Asked Thursday if drawing attention to the federal agents put those law enforcement officers in jeopardy, Slaughter said their police work outed themselves.
That’s funny.
“We don’t know they’re undercover,” Slaughter said. “We don’t know who they are, but we have them acting suspiciously.”
Slaughter said he expects next legislative session, which begins in January, to see passage of a bill that would require federal agencies to make contact with local law enforcement before launching an investigation on the ground. Such a law would further validate his stance as a “constitutional sheriff.”
Such proposals, known previously under the banner of “Sheriffs First,” have failed to pass muster in the state Legislature before. In 2011, a Republican state Senator from Thompson Falls introduced a bill that would have subjected federal agents to kidnapping or trespassing charges if they failed to obtain permission from the local sheriff to effectuate an investigation. Supporters said the legislation would prevent the bloodshed seen in episodes like the 1993 federal raid in Waco, Texas.
But state law enforcement officers and prosecutors called the measure unconstitutional, adding it would disrupt important federal operations and interagency cooperation of state, local and federal officials.
These proposed laws are an increment but remain weak because almost all local law enforcement submits to federal authority. We’d like to see a lot more of this but for the right reason: ‘get out of my county, you have no authority here,’ would be a good way to handle these situations. If state legislatures had any Tenth Amendment guts that also would help.

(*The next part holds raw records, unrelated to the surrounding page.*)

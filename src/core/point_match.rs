use crate::core::assignment;
use crate::types::{FieldStem, PeakResult, Treetop};
use ndarray::Array2;
use serde::{Deserialize, Serialize};

/// Which pass produced a point match
#[derive(Debug, Clone, Copy, PartialEq, Eq, Serialize, Deserialize)]
pub enum MatchSource {
    /// Global minimum-distance assignment
    Assignment,
    /// Isolated-candidate rescue
    Rescue,
}

/// One stem and the treetop it was paired with, if any
#[derive(Debug, Clone, PartialEq)]
pub struct PointMatch {
    pub stem: FieldStem,
    pub treetop: Option<Treetop>,
    /// Index of the treetop in the detector output
    pub treetop_index: Option<usize>,
    pub source: Option<MatchSource>,
}

impl PointMatch {
    fn unmatched(stem: FieldStem) -> Self {
        Self {
            stem,
            treetop: None,
            treetop_index: None,
            source: None,
        }
    }

    pub fn is_matched(&self) -> bool {
        self.treetop.is_some()
    }

    pub fn height(&self) -> Option<f64> {
        self.treetop.map(|t| t.height)
    }
}

#[inline]
fn distance(stem: &FieldStem, top: &Treetop) -> f64 {
    (stem.x - top.x).hypot(stem.y - top.y)
}

/// Pair stems with treetops minimising the total matched distance.
///
/// Only pairs within `max_distance` are eligible. Stems and treetops without
/// any eligible partner are left out of the solve. Inside the reduced problem
/// ineligible pairs carry a penalty larger than any feasible total, so the
/// solve first maximises the number of eligible pairs; penalised pairs are
/// discarded. Returns one entry per stem, in input order.
pub fn match_stems_to_treetops(
    stems: &[FieldStem],
    treetops: &[Treetop],
    max_distance: f64,
) -> PeakResult<Vec<PointMatch>> {
    log::info!(
        "Matching {} stems to {} treetops (max distance {:.2})",
        stems.len(),
        treetops.len(),
        max_distance
    );

    let mut matches: Vec<PointMatch> = stems.iter().copied().map(PointMatch::unmatched).collect();

    let eligible = |s: &FieldStem, t: &Treetop| distance(s, t) <= max_distance;
    let rows: Vec<usize> = (0..stems.len())
        .filter(|&i| treetops.iter().any(|t| eligible(&stems[i], t)))
        .collect();
    let cols: Vec<usize> = (0..treetops.len())
        .filter(|&j| stems.iter().any(|s| eligible(s, &treetops[j])))
        .collect();

    if rows.is_empty() {
        log::warn!("No stem has a treetop within {:.2}", max_distance);
        return Ok(matches);
    }
    log::debug!("Reduced assignment problem: {} x {}", rows.len(), cols.len());

    let mut feasible = Array2::from_elem((rows.len(), cols.len()), false);
    let mut cost = Array2::zeros((rows.len(), cols.len()));
    let mut max_cost: f64 = 0.0;
    for (ri, &i) in rows.iter().enumerate() {
        for (ci, &j) in cols.iter().enumerate() {
            let d = distance(&stems[i], &treetops[j]);
            if d <= max_distance {
                feasible[[ri, ci]] = true;
                cost[[ri, ci]] = d;
                max_cost = max_cost.max(d);
            }
        }
    }
    let penalty = (max_cost + 1.0) * (rows.len().min(cols.len()) as f64 + 1.0);
    for (c, &ok) in cost.iter_mut().zip(feasible.iter()) {
        if !ok {
            *c = penalty;
        }
    }

    for (ri, ci) in assignment::solve(&cost)? {
        if !feasible[[ri, ci]] {
            continue;
        }
        let (i, j) = (rows[ri], cols[ci]);
        matches[i].treetop = Some(treetops[j]);
        matches[i].treetop_index = Some(j);
        matches[i].source = Some(MatchSource::Assignment);
    }

    let matched = matches.iter().filter(|m| m.is_matched()).count();
    log::info!("Assignment matched {} of {} stems", matched, stems.len());
    Ok(matches)
}

/// Attach isolated treetops to stems the assignment left unmatched.
///
/// Unmatched stems are visited in order; a stem takes the only unused
/// treetop within `radius`, if there is exactly one. Existing matches are
/// never changed and a rescued treetop counts as used for later stems.
pub fn process_unmatched_stems(
    mut matches: Vec<PointMatch>,
    treetops: &[Treetop],
    radius: f64,
) -> Vec<PointMatch> {
    let mut used = vec![false; treetops.len()];
    for j in matches.iter().filter_map(|m| m.treetop_index) {
        if let Some(u) = used.get_mut(j) {
            *u = true;
        }
    }

    let mut rescued = 0usize;
    for m in matches.iter_mut().filter(|m| !m.is_matched()) {
        let mut nearby = treetops
            .iter()
            .enumerate()
            .filter(|&(j, t)| !used[j] && distance(&m.stem, t) <= radius);
        let (Some((j, top)), None) = (nearby.next(), nearby.next()) else {
            continue;
        };
        used[j] = true;
        m.treetop = Some(*top);
        m.treetop_index = Some(j);
        m.source = Some(MatchSource::Rescue);
        rescued += 1;
    }

    log::info!("Rescue pass matched {} more stems (radius {:.2})", rescued, radius);
    matches
}
impl CrownSegmenter {
    pub fn new() -> Self {
        Self {
            params: SegmentationParams::default(),
        }
    }

    pub fn with_params(params: SegmentationParams) -> Self {
        Self { params }
    }

    pub fn params(&self) -> &SegmentationParams {
        &self.params
    }

    fn validate(&self) -> PeakResult<()> {
        let p = &self.params;
        if p.sigma_for_treetops < 0.0 || p.sigma_for_segmentation < 0.0 {
            return Err(PeakError::InvalidConfig(
                "segmentation sigmas must not be negative".to_string(),
            ));
        }
        if !(p.compactness >= 0.0) {
            return Err(PeakError::InvalidConfig(
                "compactness must not be negative".to_string(),
            ));
        }
        Ok(())
    }

    /// Segment a sub-window of `raster`; the output carries the window transform.
    pub fn segment_window(&self, raster: &HeightRaster, window: PixelWindow) -> PeakResult<SegmentationOutput> {
        log::debug!("Segmentation window: {:?}", window);
        self.segment(&raster.crop(window))
    }

    /// Segment the whole raster into crowns.
    pub fn segment(&self, raster: &HeightRaster) -> PeakResult<SegmentationOutput> {
        self.validate()?;
        let p = &self.params;
        let shape = raster.shape();

        log::info!("Segmenting crowns on a {:?} raster", shape);
        log::debug!("Segmentation parameters: {:?}", p);

        // Step 1: ground and nodata cells become 0
        let cleaned = raster.data.mapv(|v| {
            if raster.is_nodata(v) || v <= p.ground_threshold {
                0.0
            } else {
                v
            }
        });

        // Step 2-3: two smoothing passes, flooding cost
        let for_peaks = gaussian_smooth(&cleaned, p.sigma_for_treetops);
        let for_segments = gaussian_smooth(&cleaned, p.sigma_for_segmentation);
        let gradient = sobel(&for_segments);

        // Step 4: markers
        let threshold = p.threshold_abs.unwrap_or(p.ground_threshold);
        let peaks = peak_local_max(&for_peaks, p.min_distance, threshold, p.exclude_border);
        if peaks.is_empty() {
            log::warn!("No crown apex above {:.2} found", threshold);
        }
        let mut markers: LabelGrid = Array2::zeros(shape);
        for (i, &px) in peaks.iter().enumerate() {
            markers[px] = i as u32 + 1;
        }

        // Step 5: flooding restricted to non-ground cells
        let mask = cleaned.mapv(|v| v > 0.0);
        let mut labels = compact_watershed(&gradient, &markers, &mask, p.connectivity, p.compactness);

        // Step 6-7
        let removed = remove_small_regions(&mut labels, p.min_area_threshold);
        let segment_count = relabel_sequential(&mut labels);

        log::info!(
            "Segmentation: {} apexes, {} crowns ({} below {} px removed)",
            peaks.len(),
            segment_count,
            removed,
            p.min_area_threshold
        );

        Ok(SegmentationOutput {
            labels,
            peaks,
            raster: raster.clone(),
            segment_count,
        })
    }
}

impl Default for CrownSegmenter {
    fn default() -> Self {
        Self::new()
    }
}
//! peakfinder: individual-tree crowns and heights from UAV height rasters
//!
//! Derives a normalized height surface (nDSM), segments it into tree crowns
//! with a marker-controlled watershed, and reconciles crowns and local maxima
//! with field-surveyed stem positions.

pub mod core;
pub mod io;
pub mod types;

// Re-export main types and functions for easier access
pub use types::{
    CornerPoint, FieldStem, GeoTransform, GroundLine, HeightRaster, LabelGrid, LocalStem, MatchClass,
    MatchResult, PeakError, PeakResult, PixelWindow, ResultRow, Treetop, TreetopCandidate,
};

pub use crate::core::{Pipeline, RunConfig, RunResult};
pub use io::GeoTiff;
/// Serializable part of a run result
#[derive(Debug, Clone, Serialize)]
pub struct RunSummary {
    pub stats: RunStats,
    pub height_summary: Option<HeightSummary>,
    pub histogram: Vec<HistogramBin>,
}

/// Everything a single run produces
#[derive(Debug, Clone)]
pub struct RunResult {
    /// Consolidated table, sorted by (plot, stem id)
    pub rows: Vec<ResultRow>,
    pub stats: RunStats,
    /// Heights of crowns matched one-to-one
    pub height_summary: Option<HeightSummary>,
    pub histogram: Vec<HistogramBin>,
    pub stems: Vec<FieldStem>,
    pub treetops: Vec<Treetop>,
    pub point_matches: Vec<PointMatch>,
    pub segmentation: Option<SegmentationOutput>,
    /// Apexes on background cells
    pub unmatched_peaks: Vec<Pixel>,
}

impl RunResult {
    pub fn summary(&self) -> RunSummary {
        RunSummary {
            stats: self.stats.clone(),
            height_summary: self.height_summary,
            histogram: self.histogram.clone(),
        }
    }
}

/// Full-run orchestrator
pub struct Pipeline {
    config: RunConfig,
}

On October 4, 2022 at 8:46 am, Bill Buppert said:
“Theorizes? No, a Constitutional Sheriff is the highest law enforcement officer in the county.”
That statement is true on its face but the notion he is a sovereign that has weight even the vaunted F-Troops of the Federal Stasi ABC agencies are subsumed to per Jesse Slaughter’s notion of a “Constitutional Sheriff”…
Respectfully Herschel, where does this apocryphal notion hold any legal weight in jurisprudence? Any case law or precedent that instantiates the county sheriff has the “supremest” law in the land that supersedes even federal power?
On October 4, 2022 at 9:42 am, Herschel Smith said:
I didn’t author this commentary. I’ll let PGF defend his statement.
On October 4, 2022 at 9:48 am, Frank Clarke said:
Personally, I’d like my sheriff to start asking questions like
“What are you investigating?”
“Where is that in Article I § 8?”
“Why are you enforcing laws Congress never had authority to pass?”
On October 4, 2022 at 11:09 am, PGF said:
I guess it was only a founding dream, like the rest of ‘freedom.’
On October 4, 2022 at 1:49 pm, scott s. said:
From the source: “was not licensed to sell firearms”
There is no license to “sell firearms”. There is, if you are “in the business” of selling firearms.